Last year he was hinting that the 2001 AUMF might not authorize war against every Al Qaeda offshoot and that we’re probably better off scrapping the law altogether lest we descend into perpetual war. Now not only are we keeping the law (which Obama could all but repeal himself, as Wittes explained last year), he’s claiming it authorizes wars against groups that have formally split with Al Qaeda and shed the name. You might think last night’s speech would have been the moment for O to make the case why “Al Qaeda” in 2001 somehow means “ISIS” in 2014, but the closest he came to that was an afterthought at the beginning of his remarks in which he described ISIS as “formerly Al Qaeda’s affiliate in Iraq.” If even he recognizes that the groups aren’t associated anymore, how does the AUMF still apply?

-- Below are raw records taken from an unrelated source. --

use serde::{Deserialize, Serialize};

/// Identity of the caller a chart request runs on behalf of.
///
/// Row security predicates are resolved from this context. The roles carried
/// here are merged with whatever the role directory reports for the user.
#[derive(Clone, Debug, Serialize, Deserialize, Default, PartialEq, Eq)]
pub struct SecurityContext {
    pub user_id: String,
    #[serde(default)]
    pub roles: Vec<String>,
}

impl SecurityContext {
    pub fn new(user_id: impl Into<String>) -> Self {
        Self {
            user_id: user_id.into(),
            roles: Vec::new(),
        }
    }

    pub fn with_roles<I, S>(mut self, roles: I) -> Self
    where
        I: IntoIterator<Item = S>,
        S: Into<String>,
    {
        self.roles.extend(roles.into_iter().map(Into::into));
        self
    }

    pub fn has_role(&self, role: &str) -> bool {
        self.roles.iter().any(|r| r == role)
    }

    /// True when no caller identity was supplied.
    pub fn is_anonymous(&self) -> bool {
        self.user_id.trim().is_empty()
    }
}
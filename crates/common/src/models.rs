//! Data model shared by the compiler, the runtime and the HTTP layer.
//!
//! Dataset and chart descriptors are owned by external stores; Quarry only
//! reads them. Result sets are produced by the execution gateway and cached
//! immutably.

use chrono::{DateTime, Utc};
use quarry_error::{ErrorCode, ErrorContext, QuarryError};
use serde::{Deserialize, Serialize};
use std::fmt;

#[derive(Debug, Clone, Copy, PartialEq, Eq, Hash, Serialize, Deserialize)]
#[serde(rename_all = "SCREAMING_SNAKE_CASE")]
pub enum DatasetKind {
    /// Stored SQL text, wrapped as a derived table at compile time.
    RawSql,
    /// A table addressed by name.
    PhysicalTable,
}

impl DatasetKind {
    /// Maps the type tag the dataset store persists (`sql`, `db`).
    pub fn from_stored(tag: &str) -> Option<Self> {
        match tag {
            "sql" => Some(Self::RawSql),
            "db" => Some(Self::PhysicalTable),
            _ => None,
        }
    }
}

impl fmt::Display for DatasetKind {
    fn fmt(&self, f: &mut fmt::Formatter<'_>) -> fmt::Result {
        match self {
            DatasetKind::RawSql => write!(f, "RAW_SQL"),
            DatasetKind::PhysicalTable => write!(f, "PHYSICAL_TABLE"),
        }
    }
}

/// A queryable relation, backed by a physical table or stored SQL text.
#[derive(Debug, Clone, PartialEq, Eq, Serialize, Deserialize)]
#[serde(rename_all = "camelCase")]
pub struct Dataset {
    pub id: String,
    pub kind: DatasetKind,
    #[serde(default, skip_serializing_if = "Option::is_none")]
    pub sql_text: Option<String>,
    #[serde(default, skip_serializing_if = "Option::is_none")]
    pub table_name: Option<String>,
    pub datasource_id: String,
}

impl Dataset {
    pub fn physical_table(
        id: impl Into<String>,
        table_name: impl Into<String>,
        datasource_id: impl Into<String>,
    ) -> Self {
        Self {
            id: id.into(),
            kind: DatasetKind::PhysicalTable,
            sql_text: None,
            table_name: Some(table_name.into()),
            datasource_id: datasource_id.into(),
        }
    }

    pub fn raw_sql(
        id: impl Into<String>,
        sql_text: impl Into<String>,
        datasource_id: impl Into<String>,
    ) -> Self {
        Self {
            id: id.into(),
            kind: DatasetKind::RawSql,
            sql_text: Some(sql_text.into()),
            table_name: None,
            datasource_id: datasource_id.into(),
        }
    }

    /// Builds a descriptor from the row layout the dataset store persists:
    /// a type tag, the physical table name and an `info` JSON blob that holds
    /// `{"sql": "..."}` for SQL datasets.
    pub fn from_stored(
        id: impl Into<String>,
        type_tag: &str,
        table_name: Option<String>,
        info: Option<&str>,
        datasource_id: impl Into<String>,
    ) -> quarry_error::Result<Self> {
        let id = id.into();
        let kind = DatasetKind::from_stored(type_tag).ok_or_else(|| {
            invalid_dataset(&id, None, format!("Unknown dataset type '{}'", type_tag))
        })?;

        let sql_text = match kind {
            DatasetKind::RawSql => {
                let raw = info.unwrap_or_default();
                let parsed: serde_json::Value = serde_json::from_str(raw).map_err(|e| {
                    invalid_dataset(&id, Some(kind), format!("Invalid dataset info: {}", e))
                })?;
                let sql = parsed
                    .get("sql")
                    .and_then(|v| v.as_str())
                    .ok_or_else(|| {
                        invalid_dataset(&id, Some(kind), "Dataset info has no 'sql' string")
                    })?;
                Some(sql.to_string())
            }
            DatasetKind::PhysicalTable => None,
        };

        Ok(Self {
            id,
            kind,
            sql_text,
            table_name: table_name.filter(|t| !t.is_empty()),
            datasource_id: datasource_id.into(),
        })
    }
}

fn invalid_dataset(
    id: &str,
    kind: Option<DatasetKind>,
    message: impl Into<String>,
) -> QuarryError {
    QuarryError::new(ErrorCode::InvalidDataset, message).with_context(ErrorContext::Dataset {
        dataset_id: id.to_string(),
        kind: kind.map(|k| k.to_string()),
    })
}

/// The stored chart definition. Axis blobs are decoded by the field spec model.
#[derive(Debug, Clone, PartialEq, Eq, Serialize, Deserialize)]
#[serde(rename_all = "camelCase")]
pub struct ChartDescriptor {
    pub id: String,
    pub dataset_id: String,
    /// Dimension configuration, `{"fields": [...]}`
    #[serde(default)]
    pub x_axis: Option<String>,
    /// Measure configuration, `{"fields": [...]}`
    #[serde(default)]
    pub y_axis: Option<String>,
}

#[derive(Debug, Clone, PartialEq, Eq, Hash, Serialize, Deserialize)]
#[serde(from = "String", into = "String")]
pub enum FilterOperator {
    Eq,
    NotEq,
    Gt,
    Lt,
    GtEq,
    LtEq,
    Like,
    In,
    /// Anything else. The compiler drops these conditions.
    Other(String),
}

impl FilterOperator {
    pub fn as_str(&self) -> &str {
        match self {
            FilterOperator::Eq => "=",
            FilterOperator::NotEq => "!=",
            FilterOperator::Gt => ">",
            FilterOperator::Lt => "<",
            FilterOperator::GtEq => ">=",
            FilterOperator::LtEq => "<=",
            FilterOperator::Like => "LIKE",
            FilterOperator::In => "IN",
            FilterOperator::Other(op) => op,
        }
    }
}

impl From<String> for FilterOperator {
    fn from(op: String) -> Self {
        match op.as_str() {
            "=" => Self::Eq,
            "!=" => Self::NotEq,
            ">" => Self::Gt,
            "<" => Self::Lt,
            ">=" => Self::GtEq,
            "<=" => Self::LtEq,
            "LIKE" => Self::Like,
            "IN" => Self::In,
            _ => Self::Other(op),
        }
    }
}

impl From<FilterOperator> for String {
    fn from(op: FilterOperator) -> String {
        op.as_str().to_string()
    }
}

impl fmt::Display for FilterOperator {
    fn fmt(&self, f: &mut fmt::Formatter<'_>) -> fmt::Result {
        f.write_str(self.as_str())
    }
}

/// A runtime filter supplied with a chart request. Values are opaque.
#[derive(Debug, Clone, PartialEq, Serialize, Deserialize)]
pub struct FilterCondition {
    pub field: String,
    pub operator: FilterOperator,
    #[serde(default)]
    pub value: serde_json::Value,
}

impl FilterCondition {
    pub fn new(
        field: impl Into<String>,
        operator: impl Into<String>,
        value: impl Into<serde_json::Value>,
    ) -> Self {
        Self {
            field: field.into(),
            operator: FilterOperator::from(operator.into()),
            value: value.into(),
        }
    }
}

/// Runtime part of a chart request.
#[derive(Debug, Clone, Default, PartialEq, Serialize, Deserialize)]
pub struct QueryRequest {
    #[serde(default)]
    pub filters: Vec<FilterCondition>,
    /// Values of zero count as "not supplied".
    #[serde(default)]
    pub limit: Option<u64>,
    #[serde(default)]
    pub offset: Option<u64>,
}

/// A single result cell.
#[derive(Debug, Clone, PartialEq, Serialize, Deserialize)]
#[serde(tag = "type", content = "value", rename_all = "snake_case")]
pub enum Value {
    Null,
    Bool(bool),
    Int64(i64),
    Float64(f64),
    Text(String),
    Timestamp(DateTime<Utc>),
}

impl Value {
    pub fn is_null(&self) -> bool {
        matches!(self, Value::Null)
    }

    pub fn as_i64(&self) -> Option<i64> {
        match self {
            Value::Int64(v) => Some(*v),
            _ => None,
        }
    }

    pub fn as_f64(&self) -> Option<f64> {
        match self {
            Value::Float64(v) => Some(*v),
            Value::Int64(v) => Some(*v as f64),
            _ => None,
        }
    }

    pub fn as_str(&self) -> Option<&str> {
        match self {
            Value::Text(v) => Some(v),
            _ => None,
        }
    }

    /// Plain JSON form used in API responses. Timestamps render as RFC 3339.
    pub fn to_json(&self) -> serde_json::Value {
        match self {
            Value::Null => serde_json::Value::Null,
            Value::Bool(v) => serde_json::Value::Bool(*v),
            Value::Int64(v) => serde_json::Value::from(*v),
            Value::Float64(v) => serde_json::Number::from_f64(*v)
                .map_or(serde_json::Value::Null, serde_json::Value::Number),
            Value::Text(v) => serde_json::Value::String(v.clone()),
            Value::Timestamp(v) => serde_json::Value::String(v.to_rfc3339()),
        }
    }
}

impl From<&str> for Value {
    fn from(v: &str) -> Self {
        Value::Text(v.to_string())
    }
}

impl From<String> for Value {
    fn from(v: String) -> Self {
        Value::Text(v)
    }
}

impl From<i64> for Value {
    fn from(v: i64) -> Self {
        Value::Int64(v)
    }
}

impl From<f64> for Value {
    fn from(v: f64) -> Self {
        Value::Float64(v)
    }
}

impl From<bool> for Value {
    fn from(v: bool) -> Self {
        Value::Bool(v)
    }
}

/// Tabular query result: ordered columns and rows of cells in column order.
#[derive(Debug, Clone, Default, PartialEq, Serialize, Deserialize)]
pub struct ResultSet {
    pub columns: Vec<String>,
    pub rows: Vec<Vec<Value>>,
}

impl ResultSet {
    pub fn new(columns: Vec<String>) -> Self {
        Self {
            columns,
            rows: Vec::new(),
        }
    }

    pub fn with_rows(columns: Vec<String>, rows: Vec<Vec<Value>>) -> Self {
        Self { columns, rows }
    }

    pub fn push_row(&mut self, row: Vec<Value>) {
        debug_assert_eq!(row.len(), self.columns.len());
        self.rows.push(row);
    }

    pub fn num_rows(&self) -> usize {
        self.rows.len()
    }

    pub fn is_empty(&self) -> bool {
        self.rows.is_empty()
    }

    pub fn column_index(&self, name: &str) -> Option<usize> {
        self.columns.iter().position(|c| c == name)
    }

    /// Cell lookup by row index and column name.
    pub fn get(&self, row: usize, column: &str) -> Option<&Value> {
        let idx = self.column_index(column)?;
        self.rows.get(row)?.get(idx)
    }

    /// Iterates rows as ordered (column, value) pairs.
    pub fn records(&self) -> impl Iterator<Item = Vec<(&str, &Value)>> + '_ {
        self.rows.iter().map(move |row| {
            self.columns
                .iter()
                .map(String::as_str)
                .zip(row.iter())
                .collect()
        })
    }
}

Absent an AUMF, the only time the president can act militarily under the War Powers Act is when action is needed to stop “an actual or imminent threat to the nation,” in the words of Barack Obama 2008. Does ISIS present an imminent threat? Nope, not according to U.S. intelligence agencies. “It’s hard to imagine a better indication of the ability of elected officials and TV talking heads to spin the public into a panic,” said one counterterror specialist to the NYT, “with claims that the nation is honeycombed with sleeper cells, that operatives are streaming across the border into Texas or that the group will soon be spraying Ebola virus on mass transit systems — all on the basis of no corroborated information.” Hawks and fans of executive power like Obama and Marco Rubio love to emphasize the alleged immediacy of the threat because they know the public will conclude that things are too urgent for a few weeks of debate in Congress. The president must act now.

That’s sheer nonsense in ISIS’s case but it’s effective rhetorically in disguising what Obama’s actually up to here. He’s spent six years using, and even expanding, the counterterror tools that Bush gave him, but not until now did he take the final step and adopt Bush’s view of war itself. Obama isn’t responding to an “immediate” threat against the U.S. in hitting ISIS; he’s engaging in preemptive war to try to neutralize what will, sooner or later (likely sooner), become a grave strategic threat. It’s like trying to oust the Taliban circa 1998 for fear of what terrorists based in Afghanistan might eventually do to America — or, if you prefer, like ousting Saddam circa 2003 for fear of what he might eventually do to America with his weapons program. Obama’s going to hit ISIS before cells nurtured in their territory hit us, and good for him. But let’s not kid ourselves what this means: If, as Conor Friedersdorf says, Obama’s now willing to preemptively attack a brutal Iraqi enemy for fear of what he might do down the line to America and its interests, he should have also supported the war in Iraq in 2003. ISIS doesn’t have WMD either (we hope) and their nascent terror-state surely has a much shorter reach internationally right now than Saddam’s terror-state did. Why oppose Bush then if you’re willing to punch ISIS now? Was it a pure question of the scale of American military assets being brought to bear? Friedersdorf doesn’t get it and neither do I.